▶ **Problem details**:
How many lines of these records hold the string "substitution"? Reply with the number alone.
---- Data for processing
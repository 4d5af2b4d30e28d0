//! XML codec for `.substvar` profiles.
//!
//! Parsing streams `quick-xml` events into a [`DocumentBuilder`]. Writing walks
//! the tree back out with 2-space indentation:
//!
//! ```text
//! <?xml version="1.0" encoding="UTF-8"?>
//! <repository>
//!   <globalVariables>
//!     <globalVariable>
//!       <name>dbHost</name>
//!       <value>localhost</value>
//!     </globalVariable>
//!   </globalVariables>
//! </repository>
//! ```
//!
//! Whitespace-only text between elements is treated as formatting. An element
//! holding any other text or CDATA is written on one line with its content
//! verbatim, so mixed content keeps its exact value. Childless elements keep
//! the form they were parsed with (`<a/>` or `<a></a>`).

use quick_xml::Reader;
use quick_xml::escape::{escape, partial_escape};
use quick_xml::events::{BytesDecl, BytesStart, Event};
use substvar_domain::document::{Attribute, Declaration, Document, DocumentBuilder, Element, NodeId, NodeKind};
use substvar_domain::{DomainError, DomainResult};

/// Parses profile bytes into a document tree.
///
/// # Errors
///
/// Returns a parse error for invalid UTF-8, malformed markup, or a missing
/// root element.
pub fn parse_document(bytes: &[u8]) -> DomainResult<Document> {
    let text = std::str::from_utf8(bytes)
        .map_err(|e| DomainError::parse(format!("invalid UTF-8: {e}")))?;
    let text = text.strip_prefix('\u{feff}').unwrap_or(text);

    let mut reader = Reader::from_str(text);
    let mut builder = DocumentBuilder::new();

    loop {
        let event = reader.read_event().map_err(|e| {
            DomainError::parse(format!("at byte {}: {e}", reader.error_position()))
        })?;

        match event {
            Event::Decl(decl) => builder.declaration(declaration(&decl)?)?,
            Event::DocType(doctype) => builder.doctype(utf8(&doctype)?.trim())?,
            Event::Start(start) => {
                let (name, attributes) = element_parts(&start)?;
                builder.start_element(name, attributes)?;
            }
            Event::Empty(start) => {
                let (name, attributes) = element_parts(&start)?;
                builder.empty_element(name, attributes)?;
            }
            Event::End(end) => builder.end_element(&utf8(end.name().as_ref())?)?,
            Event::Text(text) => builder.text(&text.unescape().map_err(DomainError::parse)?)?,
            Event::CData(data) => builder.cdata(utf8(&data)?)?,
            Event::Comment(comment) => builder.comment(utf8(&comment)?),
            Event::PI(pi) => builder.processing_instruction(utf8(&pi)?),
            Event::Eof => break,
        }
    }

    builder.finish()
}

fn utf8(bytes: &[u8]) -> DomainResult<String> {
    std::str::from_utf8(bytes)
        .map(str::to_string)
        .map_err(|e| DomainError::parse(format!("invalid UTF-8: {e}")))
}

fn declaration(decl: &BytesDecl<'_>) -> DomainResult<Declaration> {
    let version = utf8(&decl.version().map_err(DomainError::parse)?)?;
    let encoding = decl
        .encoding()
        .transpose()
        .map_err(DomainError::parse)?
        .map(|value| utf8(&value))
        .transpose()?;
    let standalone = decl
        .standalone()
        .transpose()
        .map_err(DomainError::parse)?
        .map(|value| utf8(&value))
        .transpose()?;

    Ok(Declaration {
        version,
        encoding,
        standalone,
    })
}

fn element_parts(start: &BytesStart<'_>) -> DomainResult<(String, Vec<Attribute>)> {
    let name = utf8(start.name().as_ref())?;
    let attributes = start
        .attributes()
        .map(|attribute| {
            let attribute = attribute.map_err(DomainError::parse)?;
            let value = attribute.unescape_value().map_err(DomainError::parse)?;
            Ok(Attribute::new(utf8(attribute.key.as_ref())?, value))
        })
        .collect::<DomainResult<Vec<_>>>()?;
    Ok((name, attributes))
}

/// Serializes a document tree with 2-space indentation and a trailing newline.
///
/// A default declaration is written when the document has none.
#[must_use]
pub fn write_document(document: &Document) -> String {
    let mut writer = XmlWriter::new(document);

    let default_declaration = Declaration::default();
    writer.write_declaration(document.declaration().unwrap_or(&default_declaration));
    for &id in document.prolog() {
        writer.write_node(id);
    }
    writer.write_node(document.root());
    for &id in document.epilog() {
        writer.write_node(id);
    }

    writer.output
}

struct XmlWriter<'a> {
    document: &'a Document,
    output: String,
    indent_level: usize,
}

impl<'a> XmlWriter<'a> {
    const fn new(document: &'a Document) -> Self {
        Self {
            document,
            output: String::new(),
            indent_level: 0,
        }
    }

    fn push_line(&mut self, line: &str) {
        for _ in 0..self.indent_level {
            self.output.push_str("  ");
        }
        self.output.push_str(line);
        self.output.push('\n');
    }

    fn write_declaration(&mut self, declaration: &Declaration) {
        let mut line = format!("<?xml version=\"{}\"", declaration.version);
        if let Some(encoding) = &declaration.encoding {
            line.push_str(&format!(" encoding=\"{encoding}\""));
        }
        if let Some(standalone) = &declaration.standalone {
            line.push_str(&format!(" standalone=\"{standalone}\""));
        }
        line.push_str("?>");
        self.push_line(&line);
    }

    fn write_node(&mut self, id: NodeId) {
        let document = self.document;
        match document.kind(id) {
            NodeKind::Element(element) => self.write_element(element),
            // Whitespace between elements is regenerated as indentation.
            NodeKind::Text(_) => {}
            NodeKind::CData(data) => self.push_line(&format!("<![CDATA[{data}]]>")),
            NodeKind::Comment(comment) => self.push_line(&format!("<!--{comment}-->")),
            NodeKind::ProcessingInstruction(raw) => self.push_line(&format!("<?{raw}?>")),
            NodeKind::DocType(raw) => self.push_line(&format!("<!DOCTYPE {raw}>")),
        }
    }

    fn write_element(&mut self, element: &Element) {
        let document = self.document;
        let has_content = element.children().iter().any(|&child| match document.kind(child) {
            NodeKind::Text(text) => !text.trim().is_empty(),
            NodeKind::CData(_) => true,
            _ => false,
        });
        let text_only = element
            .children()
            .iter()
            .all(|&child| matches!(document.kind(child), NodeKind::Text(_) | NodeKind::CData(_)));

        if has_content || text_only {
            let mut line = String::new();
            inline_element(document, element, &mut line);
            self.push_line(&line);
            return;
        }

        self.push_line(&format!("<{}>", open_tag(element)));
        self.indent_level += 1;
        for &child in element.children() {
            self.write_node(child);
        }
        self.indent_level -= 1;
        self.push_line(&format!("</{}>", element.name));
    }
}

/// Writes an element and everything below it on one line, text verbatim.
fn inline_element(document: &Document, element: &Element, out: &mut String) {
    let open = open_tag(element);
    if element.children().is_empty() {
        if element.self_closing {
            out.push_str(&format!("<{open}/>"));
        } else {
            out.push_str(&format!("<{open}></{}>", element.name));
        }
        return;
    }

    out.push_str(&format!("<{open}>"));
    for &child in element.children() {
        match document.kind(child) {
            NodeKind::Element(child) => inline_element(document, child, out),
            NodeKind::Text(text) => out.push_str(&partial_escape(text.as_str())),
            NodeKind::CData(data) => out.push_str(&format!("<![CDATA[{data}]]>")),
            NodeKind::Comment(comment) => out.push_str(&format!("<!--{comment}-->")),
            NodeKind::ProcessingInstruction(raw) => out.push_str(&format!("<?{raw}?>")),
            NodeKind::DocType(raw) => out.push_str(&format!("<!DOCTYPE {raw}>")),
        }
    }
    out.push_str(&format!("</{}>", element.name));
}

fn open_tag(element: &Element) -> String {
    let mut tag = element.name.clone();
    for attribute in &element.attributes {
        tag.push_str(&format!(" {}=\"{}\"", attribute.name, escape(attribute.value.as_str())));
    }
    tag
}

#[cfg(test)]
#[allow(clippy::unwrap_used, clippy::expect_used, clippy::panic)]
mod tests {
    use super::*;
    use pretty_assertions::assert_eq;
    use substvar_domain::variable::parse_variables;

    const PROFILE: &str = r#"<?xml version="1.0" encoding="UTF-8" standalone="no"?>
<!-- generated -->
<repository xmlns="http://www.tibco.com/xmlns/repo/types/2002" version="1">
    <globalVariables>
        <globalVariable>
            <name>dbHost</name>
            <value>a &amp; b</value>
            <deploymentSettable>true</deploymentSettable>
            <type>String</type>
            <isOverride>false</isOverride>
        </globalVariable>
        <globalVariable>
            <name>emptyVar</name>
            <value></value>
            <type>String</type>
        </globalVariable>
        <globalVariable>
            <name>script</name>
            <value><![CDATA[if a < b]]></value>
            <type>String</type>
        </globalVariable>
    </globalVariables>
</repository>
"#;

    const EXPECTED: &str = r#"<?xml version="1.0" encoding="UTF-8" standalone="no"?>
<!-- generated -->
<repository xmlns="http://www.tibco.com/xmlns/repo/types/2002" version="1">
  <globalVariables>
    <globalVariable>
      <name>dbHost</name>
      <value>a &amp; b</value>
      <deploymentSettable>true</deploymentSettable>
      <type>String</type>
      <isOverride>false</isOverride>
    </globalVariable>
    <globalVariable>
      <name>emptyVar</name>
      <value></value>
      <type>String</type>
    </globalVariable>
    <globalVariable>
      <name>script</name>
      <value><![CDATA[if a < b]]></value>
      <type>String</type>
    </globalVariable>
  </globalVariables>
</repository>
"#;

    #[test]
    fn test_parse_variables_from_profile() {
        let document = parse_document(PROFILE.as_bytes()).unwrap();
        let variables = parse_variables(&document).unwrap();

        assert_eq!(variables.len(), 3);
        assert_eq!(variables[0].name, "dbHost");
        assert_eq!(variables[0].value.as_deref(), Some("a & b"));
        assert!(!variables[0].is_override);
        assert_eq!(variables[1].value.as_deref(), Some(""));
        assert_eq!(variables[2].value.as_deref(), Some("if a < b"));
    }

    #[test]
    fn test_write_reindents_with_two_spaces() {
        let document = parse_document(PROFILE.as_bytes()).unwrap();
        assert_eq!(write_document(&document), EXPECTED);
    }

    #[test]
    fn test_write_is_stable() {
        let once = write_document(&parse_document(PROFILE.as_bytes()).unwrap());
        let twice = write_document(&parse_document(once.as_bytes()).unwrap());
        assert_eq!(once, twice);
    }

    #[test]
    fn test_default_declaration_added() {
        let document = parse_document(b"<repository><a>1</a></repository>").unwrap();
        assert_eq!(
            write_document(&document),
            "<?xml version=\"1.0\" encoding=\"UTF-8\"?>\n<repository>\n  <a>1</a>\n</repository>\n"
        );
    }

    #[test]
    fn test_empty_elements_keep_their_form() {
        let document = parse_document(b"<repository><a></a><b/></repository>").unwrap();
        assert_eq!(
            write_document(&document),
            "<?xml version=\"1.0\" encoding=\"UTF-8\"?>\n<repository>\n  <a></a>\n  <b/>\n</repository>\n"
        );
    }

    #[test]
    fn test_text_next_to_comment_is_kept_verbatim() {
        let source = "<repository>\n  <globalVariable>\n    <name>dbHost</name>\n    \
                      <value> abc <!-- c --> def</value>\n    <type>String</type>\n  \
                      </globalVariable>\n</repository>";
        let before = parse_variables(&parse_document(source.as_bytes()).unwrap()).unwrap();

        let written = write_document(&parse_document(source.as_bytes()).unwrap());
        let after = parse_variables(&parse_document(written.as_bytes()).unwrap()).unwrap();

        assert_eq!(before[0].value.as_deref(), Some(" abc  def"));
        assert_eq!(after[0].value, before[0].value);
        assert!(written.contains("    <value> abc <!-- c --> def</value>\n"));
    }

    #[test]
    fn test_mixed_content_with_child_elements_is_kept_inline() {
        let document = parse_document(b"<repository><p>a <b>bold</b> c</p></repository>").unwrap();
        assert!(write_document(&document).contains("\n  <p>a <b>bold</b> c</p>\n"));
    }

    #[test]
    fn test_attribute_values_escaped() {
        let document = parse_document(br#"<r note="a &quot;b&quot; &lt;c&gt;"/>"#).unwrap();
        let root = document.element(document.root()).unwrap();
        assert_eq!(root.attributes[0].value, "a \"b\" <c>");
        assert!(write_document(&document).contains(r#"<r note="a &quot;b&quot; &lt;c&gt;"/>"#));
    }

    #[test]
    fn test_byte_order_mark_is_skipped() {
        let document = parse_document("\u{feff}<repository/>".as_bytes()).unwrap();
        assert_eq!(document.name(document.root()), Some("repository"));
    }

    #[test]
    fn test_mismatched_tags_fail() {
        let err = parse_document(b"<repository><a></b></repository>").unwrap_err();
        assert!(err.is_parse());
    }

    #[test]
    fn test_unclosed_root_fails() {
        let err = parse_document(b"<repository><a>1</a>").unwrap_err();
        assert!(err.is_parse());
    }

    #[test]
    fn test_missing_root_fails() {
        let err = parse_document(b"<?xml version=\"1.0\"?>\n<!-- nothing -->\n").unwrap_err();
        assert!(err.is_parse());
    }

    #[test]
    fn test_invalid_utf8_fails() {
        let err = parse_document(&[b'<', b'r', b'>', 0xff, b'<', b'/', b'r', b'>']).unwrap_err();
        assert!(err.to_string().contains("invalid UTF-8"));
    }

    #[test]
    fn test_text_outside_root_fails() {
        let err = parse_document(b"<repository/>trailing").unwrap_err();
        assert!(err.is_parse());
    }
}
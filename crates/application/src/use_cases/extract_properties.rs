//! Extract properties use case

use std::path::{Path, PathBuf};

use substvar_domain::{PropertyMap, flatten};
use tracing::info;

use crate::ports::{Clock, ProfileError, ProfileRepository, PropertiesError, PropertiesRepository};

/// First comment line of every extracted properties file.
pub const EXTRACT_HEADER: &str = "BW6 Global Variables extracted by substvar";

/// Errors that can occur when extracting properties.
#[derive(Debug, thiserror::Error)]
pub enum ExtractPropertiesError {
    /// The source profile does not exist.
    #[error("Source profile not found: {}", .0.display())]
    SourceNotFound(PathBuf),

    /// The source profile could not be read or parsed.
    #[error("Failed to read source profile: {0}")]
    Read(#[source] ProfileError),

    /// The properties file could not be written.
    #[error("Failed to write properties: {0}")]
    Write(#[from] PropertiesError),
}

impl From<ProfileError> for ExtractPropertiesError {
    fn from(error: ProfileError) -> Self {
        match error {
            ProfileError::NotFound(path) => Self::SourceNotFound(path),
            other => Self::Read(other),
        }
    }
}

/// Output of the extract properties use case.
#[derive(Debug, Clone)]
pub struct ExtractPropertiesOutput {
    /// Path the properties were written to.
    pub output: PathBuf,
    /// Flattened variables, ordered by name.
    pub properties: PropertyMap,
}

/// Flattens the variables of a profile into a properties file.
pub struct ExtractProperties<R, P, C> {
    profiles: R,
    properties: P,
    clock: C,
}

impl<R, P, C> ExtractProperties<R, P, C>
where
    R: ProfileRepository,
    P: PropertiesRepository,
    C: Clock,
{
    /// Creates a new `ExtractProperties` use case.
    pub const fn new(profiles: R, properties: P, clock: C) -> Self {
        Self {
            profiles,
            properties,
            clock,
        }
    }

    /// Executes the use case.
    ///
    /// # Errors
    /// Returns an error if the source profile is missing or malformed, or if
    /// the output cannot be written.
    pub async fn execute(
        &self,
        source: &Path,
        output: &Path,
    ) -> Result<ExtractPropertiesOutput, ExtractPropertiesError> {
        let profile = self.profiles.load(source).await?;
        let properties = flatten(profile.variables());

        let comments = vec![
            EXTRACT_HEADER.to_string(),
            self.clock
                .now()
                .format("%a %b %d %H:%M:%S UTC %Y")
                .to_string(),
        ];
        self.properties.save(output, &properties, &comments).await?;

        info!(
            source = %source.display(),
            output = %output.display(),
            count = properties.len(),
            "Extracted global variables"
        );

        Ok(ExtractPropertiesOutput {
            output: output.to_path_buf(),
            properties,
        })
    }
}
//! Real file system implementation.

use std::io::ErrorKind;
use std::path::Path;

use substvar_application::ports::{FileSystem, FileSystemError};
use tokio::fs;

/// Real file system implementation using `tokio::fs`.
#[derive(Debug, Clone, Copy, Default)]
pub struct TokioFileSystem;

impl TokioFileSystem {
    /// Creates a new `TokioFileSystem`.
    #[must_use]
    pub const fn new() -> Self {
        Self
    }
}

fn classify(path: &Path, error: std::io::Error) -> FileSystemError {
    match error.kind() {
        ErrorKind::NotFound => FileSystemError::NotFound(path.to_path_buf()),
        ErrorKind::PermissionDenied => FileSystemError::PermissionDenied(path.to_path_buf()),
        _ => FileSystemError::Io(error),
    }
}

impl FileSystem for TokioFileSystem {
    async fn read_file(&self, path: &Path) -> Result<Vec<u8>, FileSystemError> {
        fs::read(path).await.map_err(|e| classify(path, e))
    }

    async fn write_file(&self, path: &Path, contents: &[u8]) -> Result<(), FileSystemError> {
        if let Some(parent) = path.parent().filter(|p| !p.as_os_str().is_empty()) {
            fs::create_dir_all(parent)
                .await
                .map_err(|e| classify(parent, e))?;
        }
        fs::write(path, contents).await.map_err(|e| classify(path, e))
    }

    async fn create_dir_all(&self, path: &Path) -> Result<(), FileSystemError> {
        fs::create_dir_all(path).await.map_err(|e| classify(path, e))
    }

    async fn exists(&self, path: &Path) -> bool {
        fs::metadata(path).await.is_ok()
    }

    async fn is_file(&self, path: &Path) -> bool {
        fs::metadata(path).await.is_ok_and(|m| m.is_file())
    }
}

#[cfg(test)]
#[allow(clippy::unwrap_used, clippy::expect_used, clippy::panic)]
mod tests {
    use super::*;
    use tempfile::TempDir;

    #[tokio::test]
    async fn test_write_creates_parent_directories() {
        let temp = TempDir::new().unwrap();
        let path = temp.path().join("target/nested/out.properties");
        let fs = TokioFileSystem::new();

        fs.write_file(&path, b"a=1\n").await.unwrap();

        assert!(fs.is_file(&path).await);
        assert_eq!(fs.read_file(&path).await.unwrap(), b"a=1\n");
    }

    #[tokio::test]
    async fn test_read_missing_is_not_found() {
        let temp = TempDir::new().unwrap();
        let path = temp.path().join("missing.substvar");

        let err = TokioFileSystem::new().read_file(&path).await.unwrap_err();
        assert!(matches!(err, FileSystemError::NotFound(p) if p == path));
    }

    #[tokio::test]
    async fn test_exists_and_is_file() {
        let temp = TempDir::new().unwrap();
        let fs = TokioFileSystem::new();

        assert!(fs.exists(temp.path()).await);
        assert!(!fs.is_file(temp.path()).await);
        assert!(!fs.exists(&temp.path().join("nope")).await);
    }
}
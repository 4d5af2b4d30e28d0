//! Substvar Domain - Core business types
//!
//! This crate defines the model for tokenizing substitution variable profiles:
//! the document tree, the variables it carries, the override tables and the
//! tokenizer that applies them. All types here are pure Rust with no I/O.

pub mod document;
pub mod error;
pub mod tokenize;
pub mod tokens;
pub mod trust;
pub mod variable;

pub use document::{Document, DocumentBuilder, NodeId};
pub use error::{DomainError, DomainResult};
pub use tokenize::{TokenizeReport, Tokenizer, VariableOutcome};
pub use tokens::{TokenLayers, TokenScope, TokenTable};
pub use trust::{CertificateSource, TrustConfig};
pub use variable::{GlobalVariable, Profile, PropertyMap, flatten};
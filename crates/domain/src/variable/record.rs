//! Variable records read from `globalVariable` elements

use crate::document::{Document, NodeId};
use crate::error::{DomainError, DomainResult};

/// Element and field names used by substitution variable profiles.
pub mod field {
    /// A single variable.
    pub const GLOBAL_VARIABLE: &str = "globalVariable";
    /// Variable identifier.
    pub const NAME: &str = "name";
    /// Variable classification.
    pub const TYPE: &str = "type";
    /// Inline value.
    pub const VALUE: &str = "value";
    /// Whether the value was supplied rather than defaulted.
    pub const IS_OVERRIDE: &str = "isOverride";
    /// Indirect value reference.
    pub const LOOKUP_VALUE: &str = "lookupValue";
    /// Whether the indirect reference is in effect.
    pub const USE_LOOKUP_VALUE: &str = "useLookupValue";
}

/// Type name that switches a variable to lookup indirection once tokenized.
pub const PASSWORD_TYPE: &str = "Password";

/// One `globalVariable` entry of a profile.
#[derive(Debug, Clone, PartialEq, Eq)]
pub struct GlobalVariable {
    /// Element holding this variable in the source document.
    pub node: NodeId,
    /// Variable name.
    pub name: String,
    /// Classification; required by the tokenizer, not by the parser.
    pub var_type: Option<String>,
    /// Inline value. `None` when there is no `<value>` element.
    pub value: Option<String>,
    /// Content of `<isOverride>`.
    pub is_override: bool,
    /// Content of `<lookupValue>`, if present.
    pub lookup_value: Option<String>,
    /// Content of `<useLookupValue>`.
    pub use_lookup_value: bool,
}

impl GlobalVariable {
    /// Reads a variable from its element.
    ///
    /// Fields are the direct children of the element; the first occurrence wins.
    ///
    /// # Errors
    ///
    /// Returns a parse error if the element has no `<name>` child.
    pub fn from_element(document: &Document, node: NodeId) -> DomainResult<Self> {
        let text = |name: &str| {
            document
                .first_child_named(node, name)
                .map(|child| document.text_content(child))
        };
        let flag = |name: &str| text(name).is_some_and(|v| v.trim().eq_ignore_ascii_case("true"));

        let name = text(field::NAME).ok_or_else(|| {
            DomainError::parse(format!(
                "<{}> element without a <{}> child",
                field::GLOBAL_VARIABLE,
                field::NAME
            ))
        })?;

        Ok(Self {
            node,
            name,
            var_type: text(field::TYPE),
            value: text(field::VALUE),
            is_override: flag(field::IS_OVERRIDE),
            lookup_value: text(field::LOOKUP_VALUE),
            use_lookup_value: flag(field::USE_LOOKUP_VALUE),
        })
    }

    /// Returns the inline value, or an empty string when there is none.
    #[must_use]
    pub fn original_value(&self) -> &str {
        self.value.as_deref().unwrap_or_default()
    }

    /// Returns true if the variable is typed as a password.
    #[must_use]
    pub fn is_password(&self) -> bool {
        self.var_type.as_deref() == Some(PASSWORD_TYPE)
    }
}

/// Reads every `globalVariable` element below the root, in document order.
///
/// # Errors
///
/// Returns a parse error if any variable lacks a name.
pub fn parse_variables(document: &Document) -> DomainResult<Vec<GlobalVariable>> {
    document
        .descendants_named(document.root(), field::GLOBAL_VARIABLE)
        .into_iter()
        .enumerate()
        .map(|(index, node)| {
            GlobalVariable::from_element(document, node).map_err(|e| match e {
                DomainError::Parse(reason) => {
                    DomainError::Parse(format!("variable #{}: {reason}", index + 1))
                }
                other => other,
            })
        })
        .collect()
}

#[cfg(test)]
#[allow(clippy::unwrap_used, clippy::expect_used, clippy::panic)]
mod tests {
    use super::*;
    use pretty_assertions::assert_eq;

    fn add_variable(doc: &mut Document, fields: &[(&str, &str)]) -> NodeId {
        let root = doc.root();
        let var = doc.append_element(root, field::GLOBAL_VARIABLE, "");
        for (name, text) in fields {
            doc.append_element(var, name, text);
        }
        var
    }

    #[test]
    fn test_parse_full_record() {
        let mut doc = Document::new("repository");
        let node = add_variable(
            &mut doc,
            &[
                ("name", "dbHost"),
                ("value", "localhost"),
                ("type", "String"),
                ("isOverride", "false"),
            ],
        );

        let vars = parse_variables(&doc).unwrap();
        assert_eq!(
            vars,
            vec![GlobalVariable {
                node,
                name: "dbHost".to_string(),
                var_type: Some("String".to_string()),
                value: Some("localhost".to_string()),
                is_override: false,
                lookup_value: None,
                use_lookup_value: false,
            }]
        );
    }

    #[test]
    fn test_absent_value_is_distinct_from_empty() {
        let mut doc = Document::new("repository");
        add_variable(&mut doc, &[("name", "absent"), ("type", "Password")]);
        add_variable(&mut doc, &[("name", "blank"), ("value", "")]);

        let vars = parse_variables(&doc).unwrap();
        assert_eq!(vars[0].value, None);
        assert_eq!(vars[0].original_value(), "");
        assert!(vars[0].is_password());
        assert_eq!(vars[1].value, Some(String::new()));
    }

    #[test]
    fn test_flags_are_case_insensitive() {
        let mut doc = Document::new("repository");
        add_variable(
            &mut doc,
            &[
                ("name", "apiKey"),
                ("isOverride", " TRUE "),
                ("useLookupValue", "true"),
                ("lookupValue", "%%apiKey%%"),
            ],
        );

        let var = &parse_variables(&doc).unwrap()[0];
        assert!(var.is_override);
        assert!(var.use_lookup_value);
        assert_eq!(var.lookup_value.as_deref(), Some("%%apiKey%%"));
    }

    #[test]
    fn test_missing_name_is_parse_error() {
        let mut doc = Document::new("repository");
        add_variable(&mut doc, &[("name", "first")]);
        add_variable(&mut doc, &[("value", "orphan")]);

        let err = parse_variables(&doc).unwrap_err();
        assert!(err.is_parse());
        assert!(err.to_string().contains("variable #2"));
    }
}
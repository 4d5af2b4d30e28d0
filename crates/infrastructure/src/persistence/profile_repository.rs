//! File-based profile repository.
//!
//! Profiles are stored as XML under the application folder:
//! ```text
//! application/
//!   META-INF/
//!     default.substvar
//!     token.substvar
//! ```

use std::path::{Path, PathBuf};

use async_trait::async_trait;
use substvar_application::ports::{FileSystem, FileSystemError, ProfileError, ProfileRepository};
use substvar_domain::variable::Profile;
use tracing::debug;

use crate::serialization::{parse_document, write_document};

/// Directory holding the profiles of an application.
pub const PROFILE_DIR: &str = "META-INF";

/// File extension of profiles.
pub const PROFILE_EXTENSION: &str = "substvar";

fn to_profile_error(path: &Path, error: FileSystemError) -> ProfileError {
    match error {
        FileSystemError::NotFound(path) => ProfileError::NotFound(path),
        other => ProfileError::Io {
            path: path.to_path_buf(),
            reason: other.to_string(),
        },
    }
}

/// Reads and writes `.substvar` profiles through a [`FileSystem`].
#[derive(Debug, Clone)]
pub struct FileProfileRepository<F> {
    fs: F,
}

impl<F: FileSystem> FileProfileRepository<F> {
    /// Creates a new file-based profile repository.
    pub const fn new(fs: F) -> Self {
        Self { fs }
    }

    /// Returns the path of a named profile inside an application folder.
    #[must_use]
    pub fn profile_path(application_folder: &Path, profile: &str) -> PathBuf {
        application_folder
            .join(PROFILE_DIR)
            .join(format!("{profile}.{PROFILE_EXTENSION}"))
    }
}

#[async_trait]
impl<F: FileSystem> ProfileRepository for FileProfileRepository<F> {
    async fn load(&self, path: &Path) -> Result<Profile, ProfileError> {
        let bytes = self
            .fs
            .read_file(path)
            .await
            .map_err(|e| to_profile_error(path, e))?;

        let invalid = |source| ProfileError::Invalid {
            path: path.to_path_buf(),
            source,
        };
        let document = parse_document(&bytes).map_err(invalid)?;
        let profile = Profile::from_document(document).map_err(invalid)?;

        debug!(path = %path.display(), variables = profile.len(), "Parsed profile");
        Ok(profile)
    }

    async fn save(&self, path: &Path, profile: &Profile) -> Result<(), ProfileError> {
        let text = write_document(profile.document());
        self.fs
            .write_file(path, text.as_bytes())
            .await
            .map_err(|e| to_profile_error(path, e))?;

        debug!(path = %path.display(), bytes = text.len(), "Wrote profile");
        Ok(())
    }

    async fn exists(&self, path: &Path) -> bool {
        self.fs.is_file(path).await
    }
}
--------
▶ **Reply to the exercise**:
2